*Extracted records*
----------------------------------------

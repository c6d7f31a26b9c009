//! Structured logging system using tracing crate
//!
//! Provides contextual, machine-readable logging with span macros for
//! session lifecycle and request handling, plus redaction of credentials in
//! logged frames.
//!
//! ## Log Format Options
//!
//! The output format is controlled by the `LOG_FORMAT` environment variable:
//!
//! - `json` - Structured JSON format for production and log aggregation systems
//! - `pretty` - Human-readable format with colors and indentation for development
//! - `compact` - Terminal-friendly format with colors but minimal spacing
//!
//! ## Environment Variables
//!
//! - `LOG_LEVEL`: Log level (ERROR, WARN, INFO, DEBUG, TRACE) - defaults to INFO
//! - `LOG_FORMAT`: Output format (json, pretty, compact) - defaults to json
//! - `LOG_SPANS`: Include span events (true/false) - defaults to false
//! - `RUST_LOG`: Override log filtering (follows env_logger format)
//!
//! ## Examples
//!
//! ```bash
//! # Production JSON logging
//! LOG_FORMAT=json LOG_LEVEL=INFO ma-session run
//!
//! # Watch every frame during development
//! LOG_FORMAT=pretty LOG_LEVEL=TRACE ma-session run
//! ```

use once_cell::sync::Lazy;
use regex::Regex;
use std::borrow::Cow;
use std::env;
use tracing::Level;
use tracing_subscriber::{fmt, prelude::*, EnvFilter};

/// JSON string members whose values must never reach a log sink
static SECRET_PATTERN: Lazy<Regex> = Lazy::new(|| {
    Regex::new(r#""(token|access_token|password|credential)"\s*:\s*"[^"]*""#)
        .expect("secret pattern is a valid regex")
});

/// Log output format options
#[derive(Debug, Clone, Copy, PartialEq, Eq)]
pub enum LogFormat {
    /// JSON format for structured logging (machine-readable)
    Json,
    /// Pretty format with colors and indentation (human-readable)
    Pretty,
    /// Compact format with colors but minimal spacing (terminal-friendly)
    Compact,
}

impl LogFormat {
    /// Parse log format from string, defaulting to JSON
    pub fn parse(s: &str) -> Self {
        match s.to_lowercase().as_str() {
            "pretty" => LogFormat::Pretty,
            "compact" => LogFormat::Compact,
            _ => LogFormat::Json,
        }
    }
}

/// Parse a level name, defaulting to INFO
pub fn parse_level(s: &str) -> Level {
    match s.to_uppercase().as_str() {
        "ERROR" => Level::ERROR,
        "WARN" => Level::WARN,
        "DEBUG" => Level::DEBUG,
        "TRACE" => Level::TRACE,
        _ => Level::INFO,
    }
}

/// Mask credential values inside a JSON text frame
pub fn redact_secrets(text: &str) -> Cow<'_, str> {
    SECRET_PATTERN.replace_all(text, r#""$1":"***""#)
}

fn base_filter(level: Level) -> EnvFilter {
    // Allow RUST_LOG to override
    if let Ok(rust_log) = env::var("RUST_LOG") {
        return EnvFilter::new(rust_log);
    }

    // Reduce noise from dependencies
    ["tungstenite=warn", "tokio_tungstenite=warn", "rustls=warn", "tokio=warn"]
        .iter()
        .filter_map(|directive| directive.parse().ok())
        .fold(EnvFilter::new(level.to_string()), |filter, directive| {
            filter.add_directive(directive)
        })
}

/// Initialize logging with manual configuration
pub fn init_logging(level: Level, format: LogFormat, include_spans: bool) {
    let span_events = if include_spans {
        fmt::format::FmtSpan::NEW | fmt::format::FmtSpan::CLOSE
    } else {
        fmt::format::FmtSpan::NONE
    };

    let subscriber = tracing_subscriber::registry().with(base_filter(level));

    // try_init: a second initialization (tests, embedding hosts) keeps the first
    let _ = match format {
        LogFormat::Json => subscriber
            .with(fmt::layer().json().with_span_events(span_events))
            .try_init(),
        LogFormat::Pretty => subscriber
            .with(
                fmt::layer()
                    .pretty()
                    .with_ansi(true)
                    .with_span_events(span_events),
            )
            .try_init(),
        LogFormat::Compact => subscriber
            .with(
                fmt::layer()
                    .compact()
                    .with_ansi(true)
                    .with_target(false)
                    .with_span_events(span_events),
            )
            .try_init(),
    };
}

/// Initialize logging from environment variables
pub fn init_default_logging() {
    let level = parse_level(&env::var("LOG_LEVEL").unwrap_or_else(|_| "INFO".to_string()));
    let format = LogFormat::parse(&env::var("LOG_FORMAT").unwrap_or_else(|_| "json".to_string()));
    let include_spans = env::var("LOG_SPANS")
        .map(|v| v.eq_ignore_ascii_case("true"))
        .unwrap_or(false);

    init_logging(level, format, include_spans);
}

/// Create a span covering one engine's lifetime
#[macro_export]
macro_rules! session_span {
    ($($field:tt)*) => {
        tracing::info_span!("session", $($field)*)
    };
}

/// Create a span covering one correlated request
#[macro_export]
macro_rules! request_span {
    ($($field:tt)*) => {
        tracing::debug_span!("request", $($field)*)
    };
}

/// Create a lifecycle event span
#[macro_export]
macro_rules! lifecycle_span {
    ($($field:tt)*) => {
        tracing::info_span!("lifecycle_event", $($field)*)
    };
}

// Re-export macros for convenience
pub use {lifecycle_span, request_span, session_span};
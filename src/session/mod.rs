//! Resilient session engine
//!
//! Pure building blocks (state, handshake evaluation, correlation, health
//! decisions, frame routing) live in their own modules; `client` drives them
//! from a single worker task per engine. `protocol` is the seam between that
//! shared lifecycle and the control or media payloads.

pub mod client;
pub mod connection;
pub mod correlator;
pub mod handshake;
pub mod health_monitor;
pub mod message_handler;
pub mod protocol;

pub use client::{SessionEngine, SessionHandle};
pub use connection::{
    ConnectionState, ConnectionTarget, Endpoint, EngineConfig, ReconnectConfig, RetryState, Scheme,
};
pub use health_monitor::{HealthMetrics, Suppression};
pub use message_handler::FrameRoute;
pub use protocol::{BootstrapStep, ControlProtocol, MediaProtocol, SessionProtocol};

use crate::protocol::{MediaEvent, MediaServerHello, ServerEvent, ServerInfo};

/// Handle of a control-plane engine
pub type ControlHandle = SessionHandle<ServerEvent, ServerInfo>;

/// Handle of a media-plane engine
pub type MediaHandle = SessionHandle<MediaEvent, MediaServerHello>;
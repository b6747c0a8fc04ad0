//! Record sources the evaluator can read from.
//!
//! Map-shaped records implement [`Record`] and are validated against an
//! explicit [`Schema`](crate::Schema). Typed records implement [`Annotated`]
//! and carry their own rule strings, one [`FieldAnnotation`] per field, so no
//! runtime type inspection is needed.

use std::borrow::Cow;
use std::collections::{BTreeMap, HashMap};
use std::hash::BuildHasher;

use indexmap::IndexMap;
use serde_json::{Map, Value};

use crate::grammar::{self, GrammarError};
use crate::value::FieldValue;

/// A loosely-typed, field-name keyed record.
pub trait Record {
    /// Returns the value stored under `name`, if present.
    fn get_field(&self, name: &str) -> Option<Cow<'_, FieldValue>>;
}

impl<S: BuildHasher> Record for HashMap<String, FieldValue, S> {
    fn get_field(&self, name: &str) -> Option<Cow<'_, FieldValue>> {
        self.get(name).map(Cow::Borrowed)
    }
}

impl Record for BTreeMap<String, FieldValue> {
    fn get_field(&self, name: &str) -> Option<Cow<'_, FieldValue>> {
        self.get(name).map(Cow::Borrowed)
    }
}

impl<S: BuildHasher> Record for IndexMap<String, FieldValue, S> {
    fn get_field(&self, name: &str) -> Option<Cow<'_, FieldValue>> {
        self.get(name).map(Cow::Borrowed)
    }
}

impl Record for Map<String, Value> {
    fn get_field(&self, name: &str) -> Option<Cow<'_, FieldValue>> {
        self.get(name).map(|v| Cow::Owned(FieldValue::from(v)))
    }
}

/// Non-object JSON values have no fields.
impl Record for Value {
    fn get_field(&self, name: &str) -> Option<Cow<'_, FieldValue>> {
        self.as_object().and_then(|obj| obj.get_field(name))
    }
}

impl<R: Record + ?Sized> Record for &R {
    fn get_field(&self, name: &str) -> Option<Cow<'_, FieldValue>> {
        (**self).get_field(name)
    }
}

/// One declared field of a typed record: its name, optional external alias,
/// rule string and current value.
#[derive(Debug, Clone, PartialEq)]
pub struct FieldAnnotation {
    name: Cow<'static, str>,
    alias: Option<Cow<'static, str>>,
    rules: Cow<'static, str>,
    value: FieldValue,
}

impl FieldAnnotation {
    pub fn new(
        name: impl Into<Cow<'static, str>>,
        rules: impl Into<Cow<'static, str>>,
        value: impl Into<FieldValue>,
    ) -> Self {
        Self {
            name: name.into(),
            alias: None,
            rules: rules.into(),
            value: value.into(),
        }
    }

    /// Sets the serialization alias reported instead of the declared name.
    pub fn alias(mut self, alias: impl Into<Cow<'static, str>>) -> Self {
        self.alias = Some(alias.into());
        self
    }

    /// The declared field name.
    pub fn name(&self) -> &str {
        &self.name
    }

    /// The alias if present, otherwise the declared name.
    pub fn external_name(&self) -> &str {
        self.alias.as_deref().unwrap_or(&self.name)
    }

    pub fn rules(&self) -> &str {
        &self.rules
    }

    pub fn value(&self) -> &FieldValue {
        &self.value
    }
}

/// A typed record that declares its own constraints.
///
/// Implementations list fields in declaration order; results follow that
/// order.
///
/// # Example
///
/// ```rust
/// use verdict::{Annotated, FieldAnnotation, Validator};
///
/// struct SignUp {
///     email: String,
///     age: u32,
/// }
///
/// impl Annotated for SignUp {
///     fn annotations(&self) -> Vec<FieldAnnotation> {
///         vec![
///             FieldAnnotation::new("email", "required|email", self.email.as_str())
///                 .alias("email_address"),
///             FieldAnnotation::new("age", "min:18", self.age),
///         ]
///     }
/// }
///
/// let mut validator = Validator::new();
/// let valid = validator.check_annotated(&SignUp { email: "nope".into(), age: 16 });
/// assert!(!valid);
/// assert_eq!(validator.errors_for("email_address"), vec!["Must be a valid email address"]);
/// assert_eq!(validator.errors_for("age"), vec!["Must be at least 18"]);
/// ```
pub trait Annotated {
    fn annotations(&self) -> Vec<FieldAnnotation>;
}

/// Runs the strict parser over every annotation of a record.
///
/// Evaluation ignores unknown or malformed rules; this surfaces them so a
/// test can assert a type's annotations are clean.
pub fn lint_annotations<A: Annotated + ?Sized>(record: &A) -> Vec<GrammarError> {
    record
        .annotations()
        .iter()
        .flat_map(|a| grammar::diagnose(a.rules()))
        .collect()
}
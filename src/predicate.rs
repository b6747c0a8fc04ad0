//! Stateless checks shared by the grammar and builder authoring paths.
//!
//! Every function here is pure: it takes already-coerced input and answers
//! pass or fail. Format patterns are compiled once on first use and shared
//! read-only across threads.

use std::net::{Ipv4Addr, Ipv6Addr};
use std::sync::OnceLock;

use chrono::{DateTime, FixedOffset};
use regex::Regex;

const EMAIL: &str = r"^[a-zA-Z0-9._%+\-]+@[a-zA-Z0-9.\-]+\.[a-zA-Z]{2,}$";
const URL: &str = r"^(?i:https?|ftp)://[^\s/$.?#][^\s]*$";
const UUID: &str =
    r"^[0-9a-fA-F]{8}-[0-9a-fA-F]{4}-[1-5][0-9a-fA-F]{3}-[89abAB][0-9a-fA-F]{3}-[0-9a-fA-F]{12}$";
const ALPHA: &str = r"^[a-zA-Z]+$";
const ALPHANUMERIC: &str = r"^[a-zA-Z0-9]+$";
const NUMERIC: &str = r"^[-+]?[0-9]+(\.[0-9]+)?$";

fn compiled(cell: &'static OnceLock<Regex>, pattern: &str) -> &'static Regex {
    cell.get_or_init(|| Regex::new(pattern).expect("built-in pattern must compile"))
}

fn email_regex() -> &'static Regex {
    static RE: OnceLock<Regex> = OnceLock::new();
    compiled(&RE, EMAIL)
}

fn url_regex() -> &'static Regex {
    static RE: OnceLock<Regex> = OnceLock::new();
    compiled(&RE, URL)
}

fn uuid_regex() -> &'static Regex {
    static RE: OnceLock<Regex> = OnceLock::new();
    compiled(&RE, UUID)
}

fn alpha_regex() -> &'static Regex {
    static RE: OnceLock<Regex> = OnceLock::new();
    compiled(&RE, ALPHA)
}

fn alphanumeric_regex() -> &'static Regex {
    static RE: OnceLock<Regex> = OnceLock::new();
    compiled(&RE, ALPHANUMERIC)
}

fn numeric_regex() -> &'static Regex {
    static RE: OnceLock<Regex> = OnceLock::new();
    compiled(&RE, NUMERIC)
}

/// Returns true for `local@domain.tld` shaped addresses.
///
/// # Example
///
/// ```rust
/// use verdict::predicate::is_email;
///
/// assert!(is_email("john@example.com"));
/// assert!(!is_email("invalid"));
/// ```
pub fn is_email(value: &str) -> bool {
    email_regex().is_match(value)
}

/// Returns true for absolute `http`, `https` or `ftp` URLs.
pub fn is_url(value: &str) -> bool {
    url_regex().is_match(value)
}

/// Returns true for RFC 4122 shaped UUIDs, versions 1 through 5.
pub fn is_uuid(value: &str) -> bool {
    uuid_regex().is_match(value)
}

/// Returns true when the value is non-empty ASCII letters only.
pub fn is_alpha(value: &str) -> bool {
    alpha_regex().is_match(value)
}

/// Returns true when the value is non-empty ASCII letters and digits only.
pub fn is_alphanumeric(value: &str) -> bool {
    alphanumeric_regex().is_match(value)
}

/// Returns true for an optionally signed decimal number with at most one
/// decimal point.
pub fn is_numeric(value: &str) -> bool {
    numeric_regex().is_match(value)
}

/// Returns true for dotted-quad IPv4 addresses.
pub fn is_ipv4(value: &str) -> bool {
    value.parse::<Ipv4Addr>().is_ok()
}

/// Returns true for textual IPv6 addresses.
pub fn is_ipv6(value: &str) -> bool {
    value.parse::<Ipv6Addr>().is_ok()
}

/// Returns true for either address family.
pub fn is_ip(value: &str) -> bool {
    is_ipv4(value) || is_ipv6(value)
}

/// Returns true if `regex` matches anywhere in `value`.
pub fn matches(regex: &Regex, value: &str) -> bool {
    regex.is_match(value)
}

/// Returns true if `value` equals one of `options` exactly.
pub fn is_one_of(value: &str, options: &[String]) -> bool {
    options.iter().any(|o| o == value)
}

/// Returns true if `value` equals none of `options`.
pub fn is_not_one_of(value: &str, options: &[String]) -> bool {
    !is_one_of(value, options)
}

/// Returns true if the texts are identical, or both are numeric and denote
/// the same number, so `"1"` equals `"1.0"`.
pub fn is_equal(value: &str, expected: &str) -> bool {
    if value == expected {
        return true;
    }
    if !is_numeric(value) || !is_numeric(expected) {
        return false;
    }
    match (value.parse::<f64>(), expected.parse::<f64>()) {
        (Ok(a), Ok(b)) => a == b,
        _ => false,
    }
}

/// Counts Unicode scalar values, not bytes.
pub fn char_count(value: &str) -> usize {
    value.chars().count()
}

/// Returns true if `value` has at least `min` characters.
pub fn has_min_chars(value: &str, min: usize) -> bool {
    char_count(value) >= min
}

/// Returns true if `value` has at most `max` characters.
pub fn has_max_chars(value: &str, max: usize) -> bool {
    char_count(value) <= max
}

/// Inclusive lower bound.
pub fn at_least(value: i64, min: i64) -> bool {
    value >= min
}

/// Inclusive upper bound.
pub fn at_most(value: i64, max: i64) -> bool {
    value <= max
}

/// Returns true if `value` is strictly later than `boundary`.
pub fn is_after(value: &DateTime<FixedOffset>, boundary: &DateTime<FixedOffset>) -> bool {
    value > boundary
}

/// Returns true if `value` is strictly earlier than `boundary`.
pub fn is_before(value: &DateTime<FixedOffset>, boundary: &DateTime<FixedOffset>) -> bool {
    value < boundary
}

----------------------------------------

*EXERCISE REQUIREMENTS*
Wherever the word "MediaEvent" occurs in the data, copy that whole line.

*RESPONSE*
use crate::protocol::{MediaEvent, MediaServerHello, ServerEvent, ServerInfo};
pub type MediaHandle = SessionHandle<MediaEvent, MediaServerHello>;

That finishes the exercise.